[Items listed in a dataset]
'''
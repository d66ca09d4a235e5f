//! Row types and their conversion to and from [`Room`].

use chrono::NaiveDateTime;
use derive_new::new;
use diesel::prelude::*;
use tictactoe_rules::{Board, Mark, Outcome, Seat};
use tracing::instrument;

use super::schema;
use crate::room::{Room, RoomCode};
use crate::store::StoreError;

/// Row of the `rooms` table.
#[derive(Debug, Clone, Queryable, Selectable, Insertable)]
#[diesel(table_name = schema::rooms)]
#[diesel(check_for_backend(diesel::sqlite::Sqlite))]
pub struct RoomRow {
    code: String,
    name: String,
    turn_index: i32,
    game_active: bool,
    winner: Option<String>,
    last_active: NaiveDateTime,
}

/// Row of the `players` table.
#[derive(Debug, Clone, Queryable, Selectable, Insertable, new)]
#[diesel(table_name = schema::players)]
#[diesel(check_for_backend(diesel::sqlite::Sqlite))]
pub struct PlayerRow {
    room_code: String,
    seat: i32,
    name: String,
}

/// Row of the `board_cells` table. Only occupied cells are stored.
#[derive(Debug, Clone, Queryable, Selectable, Insertable, new)]
#[diesel(table_name = schema::board_cells)]
#[diesel(check_for_backend(diesel::sqlite::Sqlite))]
pub struct CellRow {
    room_code: String,
    cell_index: i32,
    mark: String,
}

impl RoomRow {
    /// Builds the room row for `room`.
    pub fn from_room(room: &Room) -> Self {
        Self {
            code: room.code().to_string(),
            name: room.name().to_string(),
            turn_index: room.turn().index() as i32,
            game_active: room.game_active(),
            winner: room.winner().map(|w| w.to_string()),
            last_active: room.last_active().naive_utc(),
        }
    }

    /// Reassembles a room from its rows.
    ///
    /// # Errors
    ///
    /// Returns a corrupt-data [`StoreError`] if any column holds a value a
    /// room cannot have.
    #[instrument(skip_all, fields(room_code = %self.code))]
    pub fn into_room(self, players: Vec<PlayerRow>, cells: Vec<CellRow>) -> Result<Room, StoreError> {
        let code: RoomCode = self.code.parse().map_err(StoreError::corrupt)?;
        let turn = Seat::from_index(i64::from(self.turn_index))
            .ok_or_else(|| StoreError::corrupt(format!("Invalid turn index {}", self.turn_index)))?;
        let winner = self
            .winner
            .map(|w| w.parse::<Outcome>())
            .transpose()
            .map_err(StoreError::corrupt)?;

        let mut names = Vec::with_capacity(players.len());
        for (expected, player) in players.into_iter().enumerate() {
            if player.seat != expected as i32 {
                return Err(StoreError::corrupt(format!(
                    "Player '{}' at seat {}, expected seat {}",
                    player.name, player.seat, expected
                )));
            }
            names.push(player.name);
        }

        let mut board = Board::new();
        for cell in cells {
            let mark: Mark = cell
                .mark
                .parse()
                .map_err(|_| StoreError::corrupt(format!("Invalid mark '{}'", cell.mark)))?;
            let index = usize::try_from(cell.cell_index)
                .map_err(|_| StoreError::corrupt(format!("Invalid cell {}", cell.cell_index)))?;
            board
                .place(index, mark)
                .map_err(|e| StoreError::corrupt(e.to_string()))?;
        }

        let room = Room::from_parts(
            code,
            self.name,
            names,
            board,
            turn,
            self.game_active,
            winner,
            self.last_active.and_utc(),
        )?;
        Ok(room)
    }
}

/// Player rows for `room`, in seat order.
pub fn player_rows(room: &Room) -> Vec<PlayerRow> {
    room.players()
        .iter()
        .enumerate()
        .map(|(seat, name)| PlayerRow::new(room.code().to_string(), seat as i32, name.clone()))
        .collect()
}

/// Rows for the occupied cells of `room`.
pub fn cell_rows(room: &Room) -> Vec<CellRow> {
    room.board()
        .cells()
        .iter()
        .enumerate()
        .filter_map(|(index, cell)| {
            cell.map(|mark| CellRow::new(room.code().to_string(), index as i32, mark.to_string()))
        })
        .collect()
}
'''
**AIM OF THE EXERCISE**. Return all the data above, unaltered and complete.

**ANSWER SECTION**.
repository d66ca09d4a235e5f
//! Row types and their conversion to and from [`Room`].

use chrono::NaiveDateTime;
use derive_new::new;
use diesel::prelude::*;
use tictactoe_rules::{Board, Mark, Outcome, Seat};
use tracing::instrument;

use super::schema;
use crate::room::{Room, RoomCode};
use crate::store::StoreError;

/// Row of the `rooms` table.
#[derive(Debug, Clone, Queryable, Selectable, Insertable)]
#[diesel(table_name = schema::rooms)]
#[diesel(check_for_backend(diesel::sqlite::Sqlite))]
pub struct RoomRow {
    code: String,
    name: String,
    turn_index: i32,
    game_active: bool,
    winner: Option<String>,
    last_active: NaiveDateTime,
}

/// Row of the `players` table.
#[derive(Debug, Clone, Queryable, Selectable, Insertable, new)]
#[diesel(table_name = schema::players)]
#[diesel(check_for_backend(diesel::sqlite::Sqlite))]
pub struct PlayerRow {
    room_code: String,
    seat: i32,
    name: String,
}

/// Row of the `board_cells` table. Only occupied cells are stored.
#[derive(Debug, Clone, Queryable, Selectable, Insertable, new)]
#[diesel(table_name = schema::board_cells)]
#[diesel(check_for_backend(diesel::sqlite::Sqlite))]
pub struct CellRow {
    room_code: String,
    cell_index: i32,
    mark: String,
}

impl RoomRow {
    /// Builds the room row for `room`.
    pub fn from_room(room: &Room) -> Self {
        Self {
            code: room.code().to_string(),
            name: room.name().to_string(),
            turn_index: room.turn().index() as i32,
            game_active: room.game_active(),
            winner: room.winner().map(|w| w.to_string()),
            last_active: room.last_active().naive_utc(),
        }
    }

    /// Reassembles a room from its rows.
    ///
    /// # Errors
    ///
    /// Returns a corrupt-data [`StoreError`] if any column holds a value a
    /// room cannot have.
    #[instrument(skip_all, fields(room_code = %self.code))]
    pub fn into_room(self, players: Vec<PlayerRow>, cells: Vec<CellRow>) -> Result<Room, StoreError> {
        let code: RoomCode = self.code.parse().map_err(StoreError::corrupt)?;
        let turn = Seat::from_index(i64::from(self.turn_index))
            .ok_or_else(|| StoreError::corrupt(format!("Invalid turn index {}", self.turn_index)))?;
        let winner = self
            .winner
            .map(|w| w.parse::<Outcome>())
            .transpose()
            .map_err(StoreError::corrupt)?;

        let mut names = Vec::with_capacity(players.len());
        for (expected, player) in players.into_iter().enumerate() {
            if player.seat != expected as i32 {
                return Err(StoreError::corrupt(format!(
                    "Player '{}' at seat {}, expected seat {}",
                    player.name, player.seat, expected
                )));
            }
            names.push(player.name);
        }

        let mut board = Board::new();
        for cell in cells {
            let mark: Mark = cell
                .mark
                .parse()
                .map_err(|_| StoreError::corrupt(format!("Invalid mark '{}'", cell.mark)))?;
            let index = usize::try_from(cell.cell_index)
                .map_err(|_| StoreError::corrupt(format!("Invalid cell {}", cell.cell_index)))?;
            board
                .place(index, mark)
                .map_err(|e| StoreError::corrupt(e.to_string()))?;
        }

        let room = Room::from_parts(
            code,
            self.name,
            names,
            board,
            turn,
            self.game_active,
            winner,
            self.last_active.and_utc(),
        )?;
        Ok(room)
    }
}

/// Player rows for `room`, in seat order.
pub fn player_rows(room: &Room) -> Vec<PlayerRow> {
    room.players()
        .iter()
        .enumerate()
        .map(|(seat, name)| PlayerRow::new(room.code().to_string(), seat as i32, name.clone()))
        .collect()
}

/// Rows for the occupied cells of `room`.
pub fn cell_rows(room: &Room) -> Vec<CellRow> {
    room.board()
        .cells()
        .iter()
        .enumerate()
        .filter_map(|(index, cell)| {
            cell.map(|mark| CellRow::new(room.code().to_string(), index as i32, mark.to_string()))
        })
        .collect()
}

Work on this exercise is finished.